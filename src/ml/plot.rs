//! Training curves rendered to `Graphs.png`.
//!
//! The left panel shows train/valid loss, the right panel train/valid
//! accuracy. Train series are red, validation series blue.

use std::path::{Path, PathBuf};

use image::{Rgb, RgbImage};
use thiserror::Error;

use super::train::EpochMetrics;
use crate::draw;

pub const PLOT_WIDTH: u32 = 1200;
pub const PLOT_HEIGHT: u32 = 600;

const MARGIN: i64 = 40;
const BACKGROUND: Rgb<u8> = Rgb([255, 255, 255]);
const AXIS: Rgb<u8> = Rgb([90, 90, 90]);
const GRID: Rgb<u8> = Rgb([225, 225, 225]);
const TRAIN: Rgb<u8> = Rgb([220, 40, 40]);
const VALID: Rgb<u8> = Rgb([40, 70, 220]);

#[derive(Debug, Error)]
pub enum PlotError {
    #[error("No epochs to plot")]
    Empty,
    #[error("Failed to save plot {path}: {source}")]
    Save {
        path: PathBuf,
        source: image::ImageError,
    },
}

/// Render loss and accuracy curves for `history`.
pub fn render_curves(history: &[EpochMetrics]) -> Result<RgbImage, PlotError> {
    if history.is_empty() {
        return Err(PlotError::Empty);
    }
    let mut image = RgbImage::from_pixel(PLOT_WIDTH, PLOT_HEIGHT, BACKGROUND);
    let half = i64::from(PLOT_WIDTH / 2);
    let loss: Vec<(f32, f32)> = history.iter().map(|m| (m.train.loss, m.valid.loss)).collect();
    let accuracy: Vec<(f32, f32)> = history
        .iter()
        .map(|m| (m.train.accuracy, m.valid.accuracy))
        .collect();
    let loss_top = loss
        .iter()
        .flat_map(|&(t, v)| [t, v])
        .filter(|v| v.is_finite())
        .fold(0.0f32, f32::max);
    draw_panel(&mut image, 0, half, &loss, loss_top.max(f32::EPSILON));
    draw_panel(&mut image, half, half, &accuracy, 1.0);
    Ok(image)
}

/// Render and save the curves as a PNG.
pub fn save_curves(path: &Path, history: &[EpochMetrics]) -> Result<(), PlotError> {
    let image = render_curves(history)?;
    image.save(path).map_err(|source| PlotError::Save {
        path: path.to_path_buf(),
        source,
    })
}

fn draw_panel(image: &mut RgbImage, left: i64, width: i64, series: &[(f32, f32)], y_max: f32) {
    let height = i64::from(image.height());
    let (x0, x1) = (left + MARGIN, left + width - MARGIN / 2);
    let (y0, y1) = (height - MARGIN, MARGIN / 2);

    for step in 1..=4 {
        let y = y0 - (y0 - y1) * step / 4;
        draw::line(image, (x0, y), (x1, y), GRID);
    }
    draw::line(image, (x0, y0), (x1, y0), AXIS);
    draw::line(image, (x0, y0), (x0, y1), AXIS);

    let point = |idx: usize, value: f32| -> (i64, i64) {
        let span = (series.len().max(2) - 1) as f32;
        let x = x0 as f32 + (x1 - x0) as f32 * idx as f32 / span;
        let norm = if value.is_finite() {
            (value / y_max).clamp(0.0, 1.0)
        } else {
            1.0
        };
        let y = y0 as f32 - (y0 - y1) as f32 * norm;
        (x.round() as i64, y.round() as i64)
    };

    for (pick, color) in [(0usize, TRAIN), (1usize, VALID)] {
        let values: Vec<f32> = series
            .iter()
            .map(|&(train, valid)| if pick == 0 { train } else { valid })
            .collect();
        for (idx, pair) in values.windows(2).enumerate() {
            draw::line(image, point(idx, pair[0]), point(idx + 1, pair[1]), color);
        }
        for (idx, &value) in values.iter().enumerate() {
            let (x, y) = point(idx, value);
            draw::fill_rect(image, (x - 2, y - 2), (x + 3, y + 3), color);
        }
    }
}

-.-.-

_Task:_ Return the lines above, from the one containing "for (idx, &value)" to the end, exactly as they stand.

_Result:_
        for (idx, &value) in values.iter().enumerate() {
            let (x, y) = point(idx, value);
            draw::fill_rect(image, (x - 2, y - 2), (x + 3, y + 3), color);
        }
    }
}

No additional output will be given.